Pitch and solid height set the finite travel limit. For a dedicated stability check, carry the same free length and end type into the spring buckling calculator.
Frequently asked questions
What is spring pitch?
Spring pitch is the center-to-center axial distance between adjacent active coils in the open body of the spring. In this calculator, p = d + (L0 - Ls) / Na.
How do I calculate compression spring solid height?
Multiply wire diameter by the modeled coil stack. Closed & ground ends use Ls = d x (Na + 2), closed/squared ends use Ls = d x (Na + 3), and open/plain ends use Ls = d x (Na + 1).
Can this solve free length from a target pitch?
Yes. Switch the solve mode to free length from pitch. The calculator uses L0 = Ls + Na x (p - d), then reports travel to solid and working clearance.
Is active-coil gap the same as pitch?
No. Pitch is center-to-center. Active-coil gap is the open axial space between wire turns, so gap = p - d.

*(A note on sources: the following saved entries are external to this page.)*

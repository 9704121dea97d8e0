use serde::de::DeserializeOwned;
use serde_json::Value;

use crate::error::WebDriverResult;

/// Deserialize a JSON value into the requested type.
pub fn convert_json<T>(value: &Value) -> WebDriverResult<T>
where
    T: DeserializeOwned,
{
    let s: T = serde_json::from_value(value.clone())?;
    Ok(s)
}

/// Read a JSON value as a string, converting numbers and booleans.
///
/// Script results often carry labels or values as numbers, so these are
/// rendered rather than rejected. `null` becomes `None`.
pub fn json_to_string(value: &Value) -> Option<String> {
    match value {
        Value::Null => None,
        Value::String(s) => Some(s.clone()),
        Value::Bool(b) => Some(b.to_string()),
        Value::Number(n) => Some(n.to_string()),
        v => Some(v.to_string()),
    }
}

/// Read a JSON value as a boolean, accepting `"true"`/`"false"` strings.
pub fn json_to_bool(value: &Value) -> bool {
    match value {
        Value::Bool(b) => *b,
        Value::String(s) => s.trim().eq_ignore_ascii_case("true"),
        Value::Number(n) => n.as_i64().map(|x| x != 0).unwrap_or(false),
        _ => false,
    }
}
use std::sync::{Arc, Mutex};

use serde_json::{json, Value};
use widgetdriver_sync::error::ErrorCode;
use widgetdriver_sync::http::mock_sync::{element_json, MockDriverSync};
use widgetdriver_sync::prelude::*;
use widgetdriver_sync::{ElementId, RequestMethod};

const OPTIONS: [(&str, &str); 3] = [("o1", "Red"), ("o2", "Green"), ("o3", "Dark Blue")];

/// A single select whose selection moves to whichever option was clicked last.
fn country_select() -> (MockDriverSync, Arc<Mutex<String>>) {
    let mock = MockDriverSync::new();
    let selected = Arc::new(Mutex::new(String::from("o1")));

    mock.on_request(RequestMethod::Get, "/element/s1/displayed", json!(true));
    mock.on_request(RequestMethod::Get, "/element/s1/name", json!("select"));
    for (id, text) in OPTIONS.iter() {
        mock.on_request(RequestMethod::Get, &format!("/element/{}/text", id), json!(text));
        mock.on_request(RequestMethod::Get, &format!("/element/{}/enabled", id), json!(true));
    }

    let state = selected.clone();
    mock.on(move |r| {
        let id = OPTIONS.iter().map(|(id, _)| *id).find(|id| r.url.contains(&format!("/element/{}/", id)))?;
        if r.url.ends_with("/selected") {
            let current = state.lock().unwrap();
            Some(Ok(json!({ "value": *current == id })))
        } else if r.url.ends_with("/click") {
            *state.lock().unwrap() = id.to_string();
            Some(Ok(json!({ "value": null })))
        } else {
            None
        }
    });

    mock.on(|r| {
        if r.method != RequestMethod::Post || !r.url.ends_with("/element/s1/elements") {
            return None;
        }
        let body = r.body.as_ref()?;
        let query = body["value"].as_str().unwrap_or_default();
        let found: Vec<Value> = match body["using"].as_str() {
            Some("tag name") => OPTIONS.iter().map(|(id, _)| element_json(id)).collect(),
            Some("xpath") => OPTIONS
                .iter()
                .filter(|(_, text)| query.contains(&format!("\"{}\"", text)))
                .map(|(id, _)| element_json(id))
                .collect(),
            _ => Vec::new(),
        };
        Some(Ok(json!({ "value": found })))
    });
    (mock, selected)
}

#[test]
fn select_by_text_clicks_the_matching_option() {
    let (mock, selected) = country_select();
    let session = mock.session();
    let combo = ComboBox::new(WebElement::new(&session, ElementId::from("s1"))).unwrap();

    assert!(!combo.is_multiple().unwrap());
    assert_eq!(combo.get_data_list().unwrap(), vec!["Red", "Green", "Dark Blue"]);

    let result = combo.select("Green", true, false, false).unwrap();
    assert_eq!(result, vec!["Green".to_string()]);
    assert_eq!(*selected.lock().unwrap(), "o2");
    assert_eq!(mock.requests_to(RequestMethod::Post, "/element/o2/click").len(), 1);

    combo.verify_selected("Green").unwrap();
}

#[test]
fn select_by_partial_text_and_index() {
    let (mock, _) = country_select();
    let session = mock.session();
    let combo = ComboBox::new(WebElement::new(&session, ElementId::from("s1"))).unwrap();

    let result = combo.select("Blue", true, true, false).unwrap();
    assert_eq!(result, vec!["Dark Blue".to_string()]);

    let result = combo.select_index(1, true, false).unwrap();
    assert_eq!(result, vec!["Green".to_string()]);
    assert_eq!(combo.get_item(1).unwrap().label(), "Green");
}

#[test]
fn selection_errors_carry_codes() {
    let (mock, _) = country_select();
    let session = mock.session();
    let combo = ComboBox::new(WebElement::new(&session, ElementId::from("s1"))).unwrap();

    let err = combo.select("Purple", true, false, false).unwrap_err();
    assert_eq!(err.code(), Some(ErrorCode::NoMatchingItem));

    let err = combo.select_index(7, true, false).unwrap_err();
    assert_eq!(err.code(), Some(ErrorCode::IndexOutOfRange));

    let err = combo.verify_selected("Green").unwrap_err();
    assert_eq!(err.code(), Some(ErrorCode::FailVerification));
    assert_eq!(err.info(), Some("Red"));
}
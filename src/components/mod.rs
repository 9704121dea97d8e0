//! Facades for the supported widget types.
//!
//! Each facade wraps a [`Component`] and picks an operable strategy for the
//! toolkit that renders it (Dojo, then SAP UI5, then plain HTML). Strategies
//! are cached per DOM element, so a refreshed widget gets a fresh one.

use log::{debug, error};

use crate::common::keys::Keys;
use crate::component::Component;
use crate::domain::Domain;
use crate::error::{ErrorCode, WebDriverError, WebDriverResult};
use crate::webdrivercommands::WebDriverCommands;
use crate::webelement::WebElement;

pub mod checkbox;
pub mod combobox;
pub mod editbox;
pub mod listview;
pub mod menu;
pub mod scrollbar;
pub mod selectable;
pub mod tabcontrol;
pub mod tree;

pub use checkbox::CheckBox;
pub use combobox::ComboBox;
pub use editbox::EditBox;
pub use listview::ListView;
pub use menu::Menu;
pub use scrollbar::{ScrollBar, ScrollBarType};
pub use tabcontrol::TabControl;
pub use tree::Tree;

#[derive(Debug, Clone, Copy, PartialEq, Eq)]
pub enum MouseButton {
    Left,
    Right,
}

impl Default for MouseButton {
    fn default() -> Self {
        MouseButton::Left
    }
}

/// How to click an item: an optional key held down, an optional offset from
/// the item's top-left corner and the mouse button.
#[derive(Debug, Clone, Default)]
pub struct ClickOptions {
    pub key: Option<Keys>,
    pub offset: Option<(i64, i64)>,
    pub button: MouseButton,
}

impl ClickOptions {
    pub fn new() -> Self {
        ClickOptions::default()
    }

    pub fn with_key(mut self, key: Keys) -> Self {
        self.key = Some(key);
        self
    }

    pub fn with_offset(mut self, x: i64, y: i64) -> Self {
        self.offset = Some((x, y));
        self
    }

    pub fn with_button(mut self, button: MouseButton) -> Self {
        self.button = button;
        self
    }

    /// The same options with the left button, as used for activation.
    pub fn left_button(&self) -> Self {
        ClickOptions {
            button: MouseButton::Left,
            ..self.clone()
        }
    }

    fn is_plain(&self) -> bool {
        self.key.is_none() && self.offset.is_none() && self.button == MouseButton::Left
    }
}

/// Click `element` once or twice.
///
/// A plain left click goes through WebDriver's element click; anything else
/// is sent as an action chain.
pub fn click(element: &WebElement<'_>, options: &ClickOptions, clicks: u32) -> WebDriverResult<()> {
    if options.is_plain() {
        return if clicks >= 2 {
            element.double_click()
        } else {
            element.click()
        };
    }

    let mut chain = element.session().action_chain();
    if let Some(key) = options.key {
        chain = chain.key_down(key);
    }
    chain = match options.offset {
        Some((x, y)) => {
            let rect = element.rect()?;
            let dx = x - (rect.width / 2.0) as i64;
            let dy = y - (rect.height / 2.0) as i64;
            chain.move_to_element_with_offset(element, dx, dy)
        }
        None => chain.move_to_element_center(element),
    };
    chain = match (clicks, options.button) {
        (n, _) if n >= 2 => chain.double_click(),
        (_, MouseButton::Right) => chain.context_click(),
        _ => chain.click(),
    };
    if let Some(key) = options.key {
        chain = chain.key_up(key);
    }
    chain.perform()
}

/// Fails with `TYPE_IS_WRONG` unless the component's element is one of
/// `class_names` in the given toolkit.
pub fn ensure_supported(component: &Component<'_>, domain: Domain, class_names: &[&str]) -> WebDriverResult<()> {
    if domain.supports(&component.element(), class_names) {
        return Ok(());
    }
    debug!("Supported {} classes: {:?}", domain, class_names);
    Err(unsupported_type(component))
}

pub fn unsupported_type(component: &Component<'_>) -> WebDriverError {
    let msg = format!(
        "WebElement <{} class='{}'> is not an appropriate type or is not supported yet.",
        component.tag().unwrap_or_default(),
        component.class().unwrap_or_default()
    );
    error!("{}", msg);
    WebDriverError::widget(ErrorCode::TypeIsWrong, msg)
}
use std::fmt;

use serde::Deserialize;
use thiserror::Error;

pub type WebDriverResult<T> = Result<T, WebDriverError>;

/// Machine-readable tag attached to every widget-level failure.
///
/// The string form (see [`ErrorCode::as_str`]) is what the calling
/// automation layer matches on, so it must stay stable.
#[derive(Debug, Clone, Copy, PartialEq, Eq, Hash)]
pub enum ErrorCode {
    ObjectIsNull,
    ObjectIsInvisible,
    TypeIsWrong,
    VerificationFail,
    NotSupported,
    General,
    NoMatchingItem,
    IndexOutOfRange,
    FailVerification,
    NothingSelected,
    FailOpenPopup,
    FailClosePopup,
}

impl ErrorCode {
    pub fn as_str(&self) -> &'static str {
        match self {
            ErrorCode::ObjectIsNull => "OBJECT_IS_NULL",
            ErrorCode::ObjectIsInvisible => "OBJECT_IS_INVISIBLE",
            ErrorCode::TypeIsWrong => "TYPE_IS_WRONG",
            ErrorCode::VerificationFail => "VERIFICATION_FAIL",
            ErrorCode::NotSupported => "NOT_SUPPORTED",
            ErrorCode::General => "GENERAL",
            ErrorCode::NoMatchingItem => "NO_MATCHING_ITEM",
            ErrorCode::IndexOutOfRange => "INDEX_OUTOF_RANGE",
            ErrorCode::FailVerification => "FAIL_VERIFICATION",
            ErrorCode::NothingSelected => "NOTHING_SELECTED",
            ErrorCode::FailOpenPopup => "FAIL_OPEN_POPUP",
            ErrorCode::FailClosePopup => "FAIL_CLOSE_POPUP",
        }
    }
}

impl fmt::Display for ErrorCode {
    fn fmt(&self, f: &mut fmt::Formatter<'_>) -> fmt::Result {
        f.write_str(self.as_str())
    }
}

/// A widget operation failure, carrying a code, a message and an optional
/// payload (for example the texts that were actually selected).
#[derive(Debug, Clone, PartialEq, Eq)]
pub struct WidgetError {
    pub code: ErrorCode,
    pub message: String,
    pub info: Option<String>,
}

impl WidgetError {
    pub fn new(code: ErrorCode, message: impl Into<String>) -> Self {
        Self {
            code,
            message: message.into(),
            info: None,
        }
    }

    pub fn with_info(mut self, info: impl Into<String>) -> Self {
        self.info = Some(info.into());
        self
    }
}

impl fmt::Display for WidgetError {
    fn fmt(&self, f: &mut fmt::Formatter<'_>) -> fmt::Result {
        write!(f, "{}: {}", self.code, self.message)?;
        if let Some(info) = &self.info {
            write!(f, " ({})", info)?;
        }
        Ok(())
    }
}

impl std::error::Error for WidgetError {}

/// The error payload returned by a W3C WebDriver server.
#[derive(Debug, Clone, Default, PartialEq, Eq, Deserialize)]
pub struct WebDriverErrorInfo {
    #[serde(skip)]
    pub status: u16,
    #[serde(default)]
    pub error: String,
    #[serde(default)]
    pub message: String,
    #[serde(default)]
    pub stacktrace: String,
}

impl fmt::Display for WebDriverErrorInfo {
    fn fmt(&self, f: &mut fmt::Formatter<'_>) -> fmt::Result {
        write!(f, "status: {}, error: {}, message: {}", self.status, self.error, self.message)
    }
}

#[derive(Deserialize)]
struct ErrorEnvelope {
    value: WebDriverErrorInfo,
}

#[derive(Debug, Error)]
pub enum WebDriverError {
    #[error("The WebDriver server returned an unrecognised response: {0}")]
    UnknownResponse(String),
    #[error("Failed to send request to the WebDriver server: {0}")]
    RequestFailed(#[from] reqwest::Error),
    #[error("Unable to parse JSON: {0}")]
    Json(#[from] serde_json::Error),
    #[error("IO error: {0}")]
    Io(#[from] std::io::Error),
    #[error("Unable to decode base64 data: {0}")]
    DecodeError(#[from] base64::DecodeError),
    #[error("The WebDriver session is not available: {0}")]
    NotConnected(String),
    #[error("Timed out: {0}")]
    Timeout(String),
    #[error("No such element: {0}")]
    NoSuchElement(WebDriverErrorInfo),
    #[error("Stale element reference: {0}")]
    StaleElementReference(WebDriverErrorInfo),
    #[error("Element not interactable: {0}")]
    ElementNotInteractable(WebDriverErrorInfo),
    #[error("Element click intercepted: {0}")]
    ElementClickIntercepted(WebDriverErrorInfo),
    #[error("Invalid selector: {0}")]
    InvalidSelector(WebDriverErrorInfo),
    #[error("JavaScript error: {0}")]
    JavascriptError(WebDriverErrorInfo),
    #[error("Script timeout: {0}")]
    ScriptTimeout(WebDriverErrorInfo),
    #[error("Invalid session id: {0}")]
    InvalidSessionId(WebDriverErrorInfo),
    #[error("Unknown command: {0}")]
    UnknownCommand(WebDriverErrorInfo),
    #[error("Unsupported operation: {0}")]
    UnsupportedOperation(WebDriverErrorInfo),
    #[error("WebDriver error: {0}")]
    UnknownError(WebDriverErrorInfo),
    #[error("{0}")]
    Widget(#[from] WidgetError),
}

impl WebDriverError {
    /// Convert an HTTP error response into the matching error variant.
    pub fn parse(status: u16, body: String) -> Self {
        let mut info = match serde_json::from_str::<ErrorEnvelope>(&body) {
            Ok(envelope) => envelope.value,
            Err(_) => {
                return WebDriverError::UnknownResponse(format!("status {}: {}", status, body));
            }
        };
        info.status = status;

        match info.error.as_str() {
            "no such element" => WebDriverError::NoSuchElement(info),
            "stale element reference" => WebDriverError::StaleElementReference(info),
            "element not interactable" => WebDriverError::ElementNotInteractable(info),
            "element click intercepted" => WebDriverError::ElementClickIntercepted(info),
            "invalid selector" => WebDriverError::InvalidSelector(info),
            "javascript error" => WebDriverError::JavascriptError(info),
            "script timeout" | "timeout" => WebDriverError::ScriptTimeout(info),
            "invalid session id" => WebDriverError::InvalidSessionId(info),
            "unknown command" | "unknown method" => WebDriverError::UnknownCommand(info),
            "unsupported operation" => WebDriverError::UnsupportedOperation(info),
            _ => WebDriverError::UnknownError(info),
        }
    }

    pub fn widget(code: ErrorCode, message: impl Into<String>) -> Self {
        WebDriverError::Widget(WidgetError::new(code, message))
    }

    pub fn widget_with_info(
        code: ErrorCode,
        message: impl Into<String>,
        info: impl Into<String>,
    ) -> Self {
        WebDriverError::Widget(WidgetError::new(code, message).with_info(info))
    }

    /// Shorthand for a [`ErrorCode::General`] widget error.
    pub fn general(message: impl Into<String>) -> Self {
        Self::widget(ErrorCode::General, message)
    }

    pub fn not_supported() -> Self {
        Self::widget(ErrorCode::NotSupported, "Not supported.")
    }

    /// The widget error code, if this is a widget error.
    pub fn code(&self) -> Option<ErrorCode> {
        match self {
            WebDriverError::Widget(e) => Some(e.code),
            _ => None,
        }
    }

    /// The widget error payload, if any.
    pub fn info(&self) -> Option<&str> {
        match self {
            WebDriverError::Widget(e) => e.info.as_deref(),
            _ => None,
        }
    }

    pub fn is_stale(&self) -> bool {
        matches!(self, WebDriverError::StaleElementReference(_))
    }

    pub fn is_no_such_element(&self) -> bool {
        matches!(self, WebDriverError::NoSuchElement(_))
    }
}

#[cfg(test)]
mod tests {
    use super::*;

    #[test]
    fn test_parse_w3c_error() {
        let body = r#"{"value":{"error":"stale element reference","message":"gone","stacktrace":""}}"#;
        let err = WebDriverError::parse(404, body.to_string());
        assert!(err.is_stale());
        match err {
            WebDriverError::StaleElementReference(info) => {
                assert_eq!(info.status, 404);
                assert_eq!(info.message, "gone");
            }
            e => panic!("unexpected error: {:?}", e),
        }
    }

    #[test]
    fn test_parse_garbage() {
        let err = WebDriverError::parse(500, "<html>oops</html>".to_string());
        assert!(matches!(err, WebDriverError::UnknownResponse(_)));
    }

    #[test]
    fn test_widget_error_display() {
        let err = WebDriverError::widget_with_info(
            ErrorCode::FailVerification,
            "Fail to verify selected items",
            "a;b",
        );
        assert_eq!(err.code(), Some(ErrorCode::FailVerification));
        assert_eq!(err.info(), Some("a;b"));
        assert_eq!(err.to_string(), "FAIL_VERIFICATION: Fail to verify selected items (a;b)");
    }
}
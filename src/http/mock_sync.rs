use std::fmt;
use std::sync::atomic::{AtomicUsize, Ordering};
use std::sync::{Arc, Mutex, MutexGuard};
use std::time::Duration;

use serde_json::{json, Value};

use crate::common::command::{RequestData, RequestMethod, MAGIC_ELEMENTID};
use crate::common::types::SessionId;
use crate::error::{WebDriverError, WebDriverResult};
use crate::http::connection_sync::{HttpClientCreateParams, WebDriverHttpClientSync};
use crate::session::WebDriverSession;

type Responder = Box<dyn Fn(&RequestData) -> Option<WebDriverResult<Value>> + Send + Sync>;

#[derive(Default)]
struct MockState {
    responders: Vec<Responder>,
    requests: Vec<RequestData>,
}

/// In-process WebDriver "server" with scripted responses.
///
/// Responders are tried newest first, so a later `on_*` call overrides an
/// earlier one for the same request. Unmatched requests answer
/// `{"value": null}`. Clones share the same script and request log.
#[derive(Clone, Default)]
pub struct MockDriverSync {
    state: Arc<Mutex<MockState>>,
}

impl fmt::Debug for MockDriverSync {
    fn fmt(&self, f: &mut fmt::Formatter<'_>) -> fmt::Result {
        write!(f, "MockDriverSync {{ requests: {} }}", self.lock().requests.len())
    }
}

/// JSON for an element reference, as returned by find-element.
pub fn element_json(id: &str) -> Value {
    json!({ MAGIC_ELEMENTID: id })
}

fn url_matches(request: &RequestData, method: RequestMethod, url_suffix: &str) -> bool {
    request.method == method && request.url.ends_with(url_suffix)
}

fn script_of(request: &RequestData) -> Option<&str> {
    if !request.url.ends_with("/execute/sync") {
        return None;
    }
    request.body.as_ref().and_then(|b| b["script"].as_str())
}

impl MockDriverSync {
    pub fn new() -> Self {
        MockDriverSync::default()
    }

    fn lock(&self) -> MutexGuard<'_, MockState> {
        self.state.lock().unwrap_or_else(|e| e.into_inner())
    }

    /// A session backed by this mock.
    pub fn session(&self) -> WebDriverSession {
        WebDriverSession::new(SessionId::from("mock-session"), Arc::new(Mutex::new(self.clone())))
    }

    /// Register a raw responder.
    pub fn on<F>(&self, responder: F)
    where
        F: Fn(&RequestData) -> Option<WebDriverResult<Value>> + Send + Sync + 'static,
    {
        self.lock().responders.push(Box::new(responder));
    }

    /// Answer `{"value": value}` for requests whose url ends with `url_suffix`.
    pub fn on_request(&self, method: RequestMethod, url_suffix: &str, value: Value) {
        let suffix = url_suffix.to_string();
        self.on(move |r| {
            if url_matches(r, method, &suffix) {
                Some(Ok(json!({ "value": value })))
            } else {
                None
            }
        });
    }

    /// Answer with each value in turn; the last one repeats.
    pub fn on_sequence(&self, method: RequestMethod, url_suffix: &str, values: Vec<Value>) {
        let suffix = url_suffix.to_string();
        let counter = AtomicUsize::new(0);
        self.on(move |r| {
            if !url_matches(r, method, &suffix) || values.is_empty() {
                return None;
            }
            let n = counter.fetch_add(1, Ordering::SeqCst).min(values.len() - 1);
            Some(Ok(json!({ "value": values[n] })))
        });
    }

    /// Answer with a W3C error such as `"stale element reference"`.
    pub fn on_error(&self, method: RequestMethod, url_suffix: &str, error: &str) {
        let suffix = url_suffix.to_string();
        let error = error.to_string();
        self.on(move |r| {
            if url_matches(r, method, &suffix) {
                let body = json!({"value": {"error": error, "message": error, "stacktrace": ""}});
                Some(Err(WebDriverError::parse(404, body.to_string())))
            } else {
                None
            }
        });
    }

    /// Answer `{"value": value}` for scripts containing `fragment`.
    pub fn on_script(&self, fragment: &str, value: Value) {
        let fragment = fragment.to_string();
        self.on(move |r| match script_of(r) {
            Some(s) if s.contains(&fragment) => Some(Ok(json!({ "value": value }))),
            _ => None,
        });
    }

    /// Fail scripts containing `fragment` with a javascript error.
    pub fn on_script_error(&self, fragment: &str) {
        let fragment = fragment.to_string();
        self.on(move |r| match script_of(r) {
            Some(s) if s.contains(&fragment) => {
                let body = json!({"value": {"error": "javascript error", "message": fragment}});
                Some(Err(WebDriverError::parse(500, body.to_string())))
            }
            _ => None,
        });
    }

    /// Every request received so far, oldest first.
    pub fn requests(&self) -> Vec<RequestData> {
        self.lock().requests.clone()
    }

    pub fn requests_to(&self, method: RequestMethod, url_suffix: &str) -> Vec<RequestData> {
        self.requests().into_iter().filter(|r| url_matches(r, method, url_suffix)).collect()
    }

    /// The scripts executed so far, oldest first.
    pub fn scripts(&self) -> Vec<String> {
        self.requests().iter().filter_map(|r| script_of(r).map(|s| s.to_string())).collect()
    }

    pub fn clear_requests(&self) {
        self.lock().requests.clear();
    }
}

impl WebDriverHttpClientSync for MockDriverSync {
    fn create(_params: HttpClientCreateParams) -> WebDriverResult<Self> {
        let mock = MockDriverSync::new();
        mock.on(|r| {
            if r.method == RequestMethod::Post && r.url == "/session" {
                Some(Ok(json!({"value": {"sessionId": "mock-session", "capabilities": {}}})))
            } else {
                None
            }
        });
        Ok(mock)
    }

    fn set_request_timeout(&mut self, _timeout: Duration) {}

    fn execute(&self, request_data: RequestData) -> WebDriverResult<Value> {
        let mut state = self.lock();
        state.requests.push(request_data.clone());
        for responder in state.responders.iter().rev() {
            if let Some(response) = responder(&request_data) {
                return response;
            }
        }
        Ok(json!({ "value": null }))
    }
}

Does this calculate spring rate or stress?
No. This page is for geometry only. Use the compression spring calculator for spring rate, Wahl-corrected stress, buckling and force at deflection.
Method & assumptions
- Compression-spring body geometry only; extension-spring hooks and torsion-spring legs are different workflows.
- Pitch is the active body pitch at free length, not a detailed drawing of closed-end transition turns.
- Solid-height models are simplified screening stacks; supplier drawings can add grinding allowance, preset, set allowance and tolerance.
- Working clearance to solid is not a recommended safety margin. Choose production clearance from the application, tolerances, surge and fatigue requirements.
- Rate, stress, buckling, fatigue, relaxation and permanent set are not calculated here.